# Can you build a Premier League table?

Luke provided this fun challenge this week. It was nice to see an English sport that I’m very familiar with feature, even if I had to keep retyping the word ‘Draw’ for ‘Tie’ 🙂

This blog will cover

• Re-modelling the data
• Building the table & bar chart
• Building the Last 5 matches chart
• Getting the data for the Last 5 matches chart tooltip

Re-modelling the data

Sometimes the #WOW challenges are set with a very specific direction in mind eg no LODs, use 1 sheet only, no data modelling etc. This challenge had no real restrictions, and there were minimal clues. The Latest Challenges page indicated they’d be table calculations involved

and Luke’s tweet introducing the challenge suggested there was a ‘trick’ that would make this a lot simpler to solve…. hmmmm???

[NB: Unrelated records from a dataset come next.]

impl NarrationEngine {
    pub fn new(
        synthesizer: Arc<dyn SpeechSynthesizer>,
        probe: MediaProbe,
        config: NarrationConfig,
    ) -> Self {
        Self {
            synthesizer,
            aligner: None,
            probe,
            config,
            gate: Semaphore::new(1),
        }
    }

    pub fn with_aligner(mut self, aligner: Arc<dyn WordAligner>) -> Self {
        self.aligner = Some(aligner);
        self
    }

    /// Build the backends named by `config`. The probe's runner also drives
    /// `edge-tts`.
    pub fn from_config(config: NarrationConfig, probe: MediaProbe) -> SpeechResult<Self> {
        let synthesizer: Arc<dyn SpeechSynthesizer> = match &config.backend {
            SynthesisBackend::EdgeTts => {
                let runner: Arc<dyn CommandRunner> = probe.shared_runner();
                Arc::new(EdgeTtsSynthesizer::new(runner))
            }
            SynthesisBackend::SsmlHttp { endpoint } => {
                Arc::new(SsmlHttpSynthesizer::new(endpoint.clone(), config.max_retries)?)
            }
        };

        let aligner = match &config.alignment_url {
            Some(url) => Some(Arc::new(AlignmentServiceClient::new(
                url.clone(),
                config.alignment_language.clone(),
                config.alignment_timeout,
                config.max_retries,
            )?) as Arc<dyn WordAligner>),
            None => {
                info!("No alignment service configured, subtitles will use uniform slicing");
                None
            }
        };

        let mut engine = Self::new(synthesizer, probe, config);
        engine.aligner = aligner;
        Ok(engine)
    }

    pub fn config(&self) -> &NarrationConfig {
        &self.config
    }

    /// Where the narration for `scene` is written.
    pub fn scene_audio_path(&self, campaign_id: &CampaignId, scene: &Scene) -> PathBuf {
        self.config
            .audio_dir
            .join(format!("{}_scene{}.mp3", campaign_id.as_str(), scene.index))
    }

    /// Synthesize narration for every scene, filling in audio path and
    /// measured duration.
    ///
    /// Returns one warning per scene that ended up with fallback silence.
    /// Only cancellation or an unusable audio directory is an error.
    pub async fn synthesize_scenes(
        &self,
        campaign_id: &CampaignId,
        scenes: &mut [Scene],
        cancel: &CancelToken,
    ) -> SpeechResult<Vec<RenderWarning>> {
        let _permit = self
            .gate
            .acquire()
            .await
            .map_err(|_| SpeechError::SynthesisFailed("synthesis gate closed".to_string()))?;

        tokio::fs::create_dir_all(&self.config.audio_dir).await?;

        let fallback = self.config.fallback_duration_secs;
        let mut warnings = Vec::new();
        let mut called = false;

        for scene in scenes.iter_mut() {
            if cancel.is_cancelled() {
                return Err(SpeechError::Cancelled);
            }

            if !scene.has_text() {
                let duration = sanitize_duration(scene.requested_duration, fallback);
                info!(scene = scene.index, "Blank narration, using {:.2}s of silence", duration);
                apply_fallback(scene, duration);
                warnings.push(RenderWarning::SynthesisFallback {
                    scene_index: scene.index,
                    duration_sec: duration,
                });
                record_synthesis(true);
                continue;
            }

            if called && !self.config.inter_call_delay.is_zero() {
                tokio::time::sleep(self.config.inter_call_delay).await;
            }
            called = true;

            match self.synthesize_one(campaign_id, scene).await {
                Ok((path, duration)) => {
                    debug!(
                        scene = scene.index,
                        emotion = %scene.emotion,
                        "Narration {:.3}s at {}",
                        duration,
                        path.display()
                    );
                    scene.narration_audio_path = Some(path);
                    scene.measured_duration = Some(duration);
                    scene.synthesis_fallback = false;
                    record_synthesis(false);
                }
                Err(e) => {
                    let duration = sanitize_duration(
                        scene.measured_duration.or(scene.requested_duration),
                        fallback,
                    );
                    warn!(
                        scene = scene.index,
                        "Synthesis failed, using {:.2}s of silence: {}", duration, e
                    );
                    apply_fallback(scene, duration);
                    warnings.push(RenderWarning::SynthesisFallback {
                        scene_index: scene.index,
                        duration_sec: duration,
                    });
                    record_synthesis(true);
                }
            }
        }

        Ok(warnings)
    }

    async fn synthesize_one(
        &self,
        campaign_id: &CampaignId,
        scene: &Scene,
    ) -> SpeechResult<(PathBuf, f64)> {
        let output = self.scene_audio_path(campaign_id, scene);
        let request = SynthesisRequest {
            text: scene.text.clone(),
            voice: self.config.voice.clone(),
            locale: self.config.locale.clone(),
            prosody: scene.emotion.prosody(),
        };

        let timeout = self.config.synthesis_timeout;
        match tokio::time::timeout(timeout, self.synthesizer.synthesize(&request, &output, timeout))
            .await
        {
            Ok(result) => result?,
            Err(_) => {
                discard(&output).await;
                return Err(SpeechError::Timeout(timeout.as_secs()));
            }
        }

        let size = tokio::fs::metadata(&output)
            .await
            .map(|m| m.len())
            .unwrap_or(0);
        if size < self.config.min_audio_bytes {
            discard(&output).await;
            return Err(SpeechError::SynthesisFailed(format!(
                "audio file too small ({} bytes)",
                size
            )));
        }

        let duration = match self.probe.duration(&output).await {
            Ok(d) if d.is_finite() && d > 0.0 => d,
            Ok(d) => {
                discard(&output).await;
                return Err(SpeechError::SynthesisFailed(format!(
                    "narration has unusable duration {}",
                    d
                )));
            }
            Err(e) => {
                discard(&output).await;
                return Err(e.into());
            }
        };

        Ok((output, duration))
    }

    /// Word timestamps for one narration file.
    ///
    /// Uses the alignment model when configured; any failure, timeout or
    /// empty result falls back to uniform slicing over `duration`.
    pub async fn align_words(
        &self,
        audio: &Path,
        text: &str,
        duration: f64,
    ) -> (Vec<WordTimestamp>, AlignmentSource) {
        self.align_with(self.aligner.as_deref(), audio, text, duration)
            .await
    }

    async fn align_with(
        &self,
        aligner: Option<&dyn WordAligner>,
        audio: &Path,
        text: &str,
        duration: f64,
    ) -> (Vec<WordTimestamp>, AlignmentSource) {
        if let Some(aligner) = aligner {
            let timeout = self.config.alignment_timeout;
            match tokio::time::timeout(timeout, aligner.align(audio, text)).await {
                Ok(Ok(words)) if !words.is_empty() => {
                    record_alignment(false);
                    return (words, AlignmentSource::Model);
                }
                Ok(Ok(_)) => warn!("Alignment returned no words for {}", audio.display()),
                Ok(Err(e)) => warn!("Alignment failed for {}: {}", audio.display(), e),
                Err(_) => warn!(
                    "Alignment timed out after {}s for {}",
                    timeout.as_secs(),
                    audio.display()
                ),
            }
        }

        warn!(
            "Using uniform {:.1}s word slicing for {}",
            self.config.slice_width_secs,
            audio.display()
        );
        record_alignment(true);
        (
            uniform_slices(duration, self.config.slice_width_secs),
            AlignmentSource::UniformFallback,
        )
    }

    /// Fill in word timestamps for every scene with text.
    pub async fn align_scenes(
        &self,
        scenes: &mut [Scene],
        cancel: &CancelToken,
    ) -> SpeechResult<Vec<RenderWarning>> {
        let fallback = self.config.fallback_duration_secs;
        let mut warnings = Vec::new();

        // One health check per batch; an unhealthy service is skipped entirely
        let mut aligner = self.aligner.as_deref();
        if let Some(service) = aligner {
            if !service.is_available().await {
                warn!("Alignment service unavailable, slicing every scene uniformly");
                aligner = None;
            }
        }

        for scene in scenes.iter_mut() {
            if cancel.is_cancelled() {
                return Err(SpeechError::Cancelled);
            }

            if !scene.has_text() {
                scene.word_timestamps.clear();
                scene.alignment_source = None;
                continue;
            }

            let duration = scene.duration_or(fallback);
            let (words, source) = match &scene.narration_audio_path {
                Some(audio) => self.align_with(aligner, audio, &scene.text, duration).await,
                None => {
                    record_alignment(true);
                    (
                        uniform_slices(duration, self.config.slice_width_secs),
                        AlignmentSource::UniformFallback,
                    )
                }
            };

            if source.is_degraded() {
                warnings.push(RenderWarning::AlignmentFallback {
                    scene_index: scene.index,
                });
            }
            debug!(scene = scene.index, words = words.len(), "Aligned ({:?})", source);

            scene.word_timestamps = words;
            scene.alignment_source = Some(source);
        }

        Ok(warnings)
    }
}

I looked at the data referenced to get a feel of the shape and layout – it showed 1 row per game, with the home & away team for each game stored in different columns. Trying to count the number of games a specific team played was likely to be complicated in this format. Given Luke had suggested a ‘trick’, I decided I was going to pivot the data to expand the data to give me 1 row per game per team, hoping this was the ‘trick’ he implied, and there was no requirement to state that data modelling wasn’t allowed.

I did this in Tableau itself, in the data source pane. After connecting to the data, highlight the columns Home Team and Away Team, right click and select Pivot.

This has the effect of duplicating the rows of data and adding 2 additional columns to the end Pivot Field Names containing the column names that had been pivoted, and Pivot Field Values containing the values of those fields.

I then simply renamed Pivot Field Names to Home or Away and Pivot Field Values to Team.

With the data structured this way it was very simple to calculate the various measures required :

Win-Loss-Draw

IF [Home or Away] = ‘Home Team’ AND FTR = ‘H’ THEN ‘W’
ELSEIF [Home or Away] = ‘Away Team’ AND FTR = ‘A’ THEN ‘W’
ELSEIF FTR = ‘D’ THEN ‘T’
ELSE ‘L’
END

FTR in the data set stands for full-time result and indicated whether it was the Home (H) or the Away (A) team that won, or whether it was a Draw (D). So this field indicates whether the Team in each row won, lost or drew (tied) the match.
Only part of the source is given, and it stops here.